Best-selling author and screenwriter Bret Easton Ellis made waves this past year when he declared that 2015 was the worst year ever in American film. For anyone who listens to Ellis’ widely popular podcast or follows his blog knows that the writer cum film commentator—perhaps best known as the author of American Psycho, which was adapted into the 2000 film starring Christian Bale—is not one to shy away from controversial remarks. His recent blog post laments that ideology trumps aesthetics in modern film discourse, and you would be hard pressed to hear a Bret Easton Ellis podcast in the past four months that does not reference this notion. Though I tend to disagree with most of his stances on the industry and recent film releases—especially his crusade against films like The Babadook, It Follows, Goodnight Mommy, and The Witch, which he dismisses as “art-house horror”—it was only after I had completed my top ten list that I realized over half of the entries are not American films, the most ever to appear on the list.
Perhaps I am realizing how nebulous a top ten list can be when reflecting on the state of the medium—or more likely, the state of cinephile culture and film criticism. Last year we lost two of the most valuable online outlets for in-depth, thought-provoking film writing in The Dissolve and Grantland, further insulating a forum that champions a kind of cinema that ought to be preserved. For it is this section of film culture that inspired the creation of this site. Though the search continues to develop a viable economic model to sustain or grow a content-rich, online film publication, the passion for meaningful film discourse is apparent in the varying ways and platforms we connect with one another to share our love for the medium.
If there is a theme that runs through my list, or the year in film, it would be women. Sparked at the beginning of the year by Patricia Arquette’s impassioned Oscar acceptance speech demanding equal pay for men and women in the industry, and continued by outspoken advocates such as Jennifer Lawrence and Meryl Streep, this charge was mirrored by some of the most memorable films of the year. From a rogue imperator to a feminine A.I. to a pair of New Yorkers in a secret romance, the year may prove to be a turning point for women, though there is plenty of progress still to be made.
When I marked my tally of films seen over the year, I saw a slightly smaller number from a year ago. However, my method for picking the list still stands. If only ten films from 2015 could be kept and preserved, which ten would you pick? Though it may not be perfect (I would now find a way to move Calvary and The Immigrant into my Top Ten of 2014), I find lists work best when they serve as a snapshot in time.
Below you will find my top ten films of 2015. I hope you enjoy it, and be sure to post your favorite films from the year in the comments.

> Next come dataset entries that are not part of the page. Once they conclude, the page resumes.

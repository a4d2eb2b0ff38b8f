use serde::{Serialize, Deserialize};

use crate::geometry::{EpipolarLine, Point2D, point::Point};
use crate::{EpipolarError, Float, Result, LINE_EPSILON};

/**
 * Rectangle of the drawing surface one camera is rendered into.
 */
#[derive(Debug,Clone,Copy,PartialEq,Serialize,Deserialize)]
pub struct Viewport {
    pub x_start: Float,
    pub x_end: Float,
    pub y_start: Float,
    pub y_end: Float
}

impl Viewport {
    pub fn new(x_start: Float, x_end: Float, y_start: Float, y_end: Float) -> Viewport {
        Viewport{x_start, x_end, y_start, y_end}
    }

    /// Left and right halves of a surface of the given size.
    pub fn split_horizontally(width: Float, height: Float) -> (Viewport, Viewport) {
        let half = width/2.0;
        (Viewport::new(0.0, half, 0.0, height), Viewport::new(half, width, 0.0, height))
    }

    pub fn width(&self) -> Float {
        self.x_end - self.x_start
    }

    pub fn height(&self) -> Float {
        self.y_end - self.y_start
    }

    pub fn clamp_y(&self, y: Float) -> Float {
        self.y_start.max(self.y_end.min(y))
    }
}

#[derive(Debug,Clone,Copy,PartialEq)]
pub struct Segment {
    pub start: Point2D,
    pub end: Point2D
}

impl Segment {
    pub fn new(start: Point2D, end: Point2D) -> Segment {
        Segment{start, end}
    }

    pub fn is_vertical(&self) -> bool {
        self.start.x == self.end.x
    }
}

/**
 * Maps a line into the viewport by evaluating it at the viewport's left and right borders.
 * The resulting y values are clamped to the viewport instead of clipping the line, so steep lines
 * end up bent onto the top/bottom edge. Lines with b ~ 0 are drawn vertically over the whole height.
 */
pub fn project(line: &EpipolarLine, viewport: &Viewport) -> Result<Segment> {
    let EpipolarLine{a,b,c} = *line;

    if !(a.is_finite() && b.is_finite() && c.is_finite()) {
        return Err(EpipolarError::DegenerateLine{a,b,c});
    }

    if b.abs() < LINE_EPSILON {
        if a.abs() < LINE_EPSILON {
            return Err(EpipolarError::DegenerateLine{a,b,c});
        }
        let x = -c/a;
        return Ok(Segment::new(Point::new(x, viewport.y_start), Point::new(x, viewport.y_end)));
    }

    let y_start = -(a*viewport.x_start + c)/b;
    let y_end = -(a*viewport.x_end + c)/b;

    Ok(Segment::new(
        Point::new(viewport.x_start, viewport.clamp_y(y_start)),
        Point::new(viewport.x_end, viewport.clamp_y(y_end))))
}
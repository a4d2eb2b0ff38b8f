extern crate nalgebra as na;

use approx::assert_relative_eq;
use na::Matrix3;
use rand::{Rng, SeedableRng};
use rand::rngs::SmallRng;

use epipolar_view::{EpipolarError, Float, RuntimeConfig};
use epipolar_view::color::ColorAllocator;
use epipolar_view::geometry::{EpipolarLine, FundamentalMatrix, point::Point};
use epipolar_view::pipeline::{Correspondence, FramePipeline, ImageSide};
use epipolar_view::viewport::{Viewport, project};

fn init_logging() {
    let _ = env_logger::builder().is_test(true).try_init();
}

fn reference_pipeline(seed: u64) -> FramePipeline<SmallRng> {
    let conf = RuntimeConfig::default();
    FramePipeline::new(conf.fundamental().unwrap(), conf.left_viewport, conf.right_viewport, ColorAllocator::seeded(seed))
}

#[test]
fn reference_point_end_to_end() {
    init_logging();
    let mut pipeline = reference_pipeline(1);
    let output = pipeline.process_frame(&[Correspondence::new(Point::new(100.0, 100.0), Point::new(100.0, 100.0))]);

    let right = output.segments.iter().find(|s| s.side == ImageSide::Right).unwrap();
    assert_eq!(right.segment.start.x, 400.0);
    assert_eq!(right.segment.end.x, 800.0);
    assert_relative_eq!(right.segment.start.y, 213.3333, epsilon = 1e-3);
    assert_relative_eq!(right.segment.end.y, 453.3333, epsilon = 1e-3);
}

#[test]
fn epipole_correspondence_is_skipped_without_affecting_others() {
    init_logging();
    let mut pipeline = reference_pipeline(2);
    // (50,5) in the right image maps to a = b = 0 under F^T
    let correspondences = vec![
        Correspondence::new(Point::new(100.0, 100.0), Point::new(120.0, 90.0)),
        Correspondence::new(Point::new(300.0, 200.0), Point::new(50.0, 5.0)),
        Correspondence::new(Point::new(200.0, 50.0), Point::new(210.0, 60.0))
    ];
    let output = pipeline.process_frame(&correspondences);

    assert_eq!(output.skipped.len(), 1);
    assert_eq!(output.skipped[0].index, 1);
    assert!(matches!(output.skipped[0].error, EpipolarError::DegenerateLine{..}));
    assert_eq!(output.segments.len(), 4);

    let mut reference = reference_pipeline(2);
    let without_bad = reference.process_frame(&[correspondences[0], correspondences[2]]);
    let segments = output.segments.iter().map(|s| s.segment).collect::<Vec<_>>();
    let expected = without_bad.segments.iter().map(|s| s.segment).collect::<Vec<_>>();
    assert_eq!(segments, expected);
}

#[test]
fn repeated_frames_give_identical_segments() {
    let correspondences = (0..50).map(|i| {
        let v = i as Float;
        Correspondence::new(Point::new(3.0*v, 2.0*v + 1.0), Point::new(3.0*v + 5.0, 2.0*v))
    }).collect::<Vec<Correspondence>>();

    let mut pipeline = reference_pipeline(3);
    let first = pipeline.process_frame(&correspondences);
    let second = pipeline.process_frame(&correspondences);
    let mut other_colors = reference_pipeline(99);
    let third = other_colors.process_frame(&correspondences);

    let endpoints = |o: &epipolar_view::pipeline::FrameOutput| o.segments.iter().map(|s| s.segment).collect::<Vec<_>>();
    assert_eq!(endpoints(&first), endpoints(&second));
    assert_eq!(endpoints(&first), endpoints(&third));
}

#[test]
fn projected_endpoints_lie_on_line_or_edge() {
    let mut rng = SmallRng::seed_from_u64(0x0DDB1A5ECBAD5EED);
    let viewport = Viewport::new(400.0, 800.0, 0.0, 600.0);

    for _ in 0..500 {
        let line = EpipolarLine::new(rng.gen_range(-1.0..1.0), rng.gen_range(-1.0..1.0), rng.gen_range(-500.0..500.0));
        if line.b.abs() < epipolar_view::LINE_EPSILON {
            continue;
        }
        let segment = project(&line, &viewport).unwrap();
        for (x, y) in [(segment.start.x, segment.start.y), (segment.end.x, segment.end.y)].iter() {
            let unclamped = -(line.a*x + line.c)/line.b;
            if unclamped >= viewport.y_start && unclamped <= viewport.y_end {
                assert_relative_eq!(line.evaluate(*x, *y), 0.0, epsilon = 1e-9);
            } else {
                assert!(*y == viewport.y_start || *y == viewport.y_end);
            }
        }
        assert_eq!(segment.start.x, viewport.x_start);
        assert_eq!(segment.end.x, viewport.x_end);
    }
}

#[test]
fn vertical_lines_in_both_views() {
    // right line x = 700 - x_left, left line x = 700 - x_right
    let f = FundamentalMatrix::new(Matrix3::new(
        0.0, 0.0, 1.0,
        0.0, 0.0, 0.0,
        1.0, 0.0, -700.0));
    let (left, right) = Viewport::split_horizontally(800.0, 600.0);
    let mut pipeline = FramePipeline::with_seed(f, left, right, Some(5));

    let output = pipeline.process_frame(&[Correspondence::new(Point::new(10.0, 20.0), Point::new(400.0, 40.0))]);
    assert_eq!(output.segments.len(), 2);

    let left_segment = output.segments[0].segment;
    let right_segment = output.segments[1].segment;
    assert!(left_segment.is_vertical() && right_segment.is_vertical());
    assert_eq!(left_segment.start.x, 300.0);
    assert_eq!(right_segment.start.x, 690.0);
    assert_eq!((right_segment.start.y, right_segment.end.y), (0.0, 600.0));
    assert_eq!((left_segment.start.y, left_segment.end.y), (0.0, 600.0));
}

#[test]
fn non_finite_correspondence_is_skipped() {
    init_logging();
    let mut pipeline = reference_pipeline(4);
    let correspondences = vec![
        Correspondence::new(Point::new(Float::NAN, 1.0), Point::new(1.0, Float::INFINITY)),
        Correspondence::new(Point::new(100.0, 100.0), Point::new(120.0, 90.0))
    ];
    let output = pipeline.process_frame(&correspondences);

    assert_eq!(output.skipped.len(), 1);
    assert_eq!(output.skipped[0].index, 0);
    assert!(matches!(output.skipped[0].error, EpipolarError::DegenerateLine{..}));
    assert_eq!(output.segments.len(), 2);
    assert!(output.segments.iter().all(|s| s.segment.start.y.is_finite() && s.segment.end.y.is_finite()));
}
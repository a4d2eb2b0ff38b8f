extern crate nalgebra as na;

pub mod error;
pub mod geometry;
pub mod viewport;
pub mod color;
pub mod pipeline;
pub mod features;
pub mod matching;
pub mod io;
pub mod visualize;

macro_rules! define_float {
    ($f:tt) => {
        pub use std::$f as float;
        pub type Float = $f;
    }
}

define_float!(f64);

/// Coefficients below this magnitude are treated as zero when projecting lines.
pub const LINE_EPSILON: Float = 1e-6;

pub use error::{EpipolarError, Result};
pub use io::runtime_config::{RuntimeConfig, load_runtime_config};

By its description alone, Timbuktu—a film about the occupation of the titular city by a band of jihadists—may seem like another cautionary tale intended to demonize radical Islam. Of course, there are plenty of horrors that take place throughout the film, but director Abderrahmane Sissako’s fixation is on humanizing the conflict between an occupying force and the inhabitants who become oppressed. He does this by pointing out the stark contradictions by the men tasked with upholding Sharia law in the city. Smoking is banned, yet one of the jihadist leaders sneaks away daily to light up in the outskirts of town. Soccer is similarly forbidden, but a particular scene shows a few of the invaders chatting about the French national team. These hypocrisies bring out an ironic sense of grace because indeed, these men are human, and they always have been. As committed to their religion as they may be, the error in their ways is not exclusive to Islam, nor organized religion for that matter. But as a result, the atrocities these men commit become exponentially more disturbing, especially when their reign of terror clashes with individuals in the city, including a particular family that we revisit throughout the film. Sissako observes this all with thought-provoking imagery that is calmly observant but also quietly furious.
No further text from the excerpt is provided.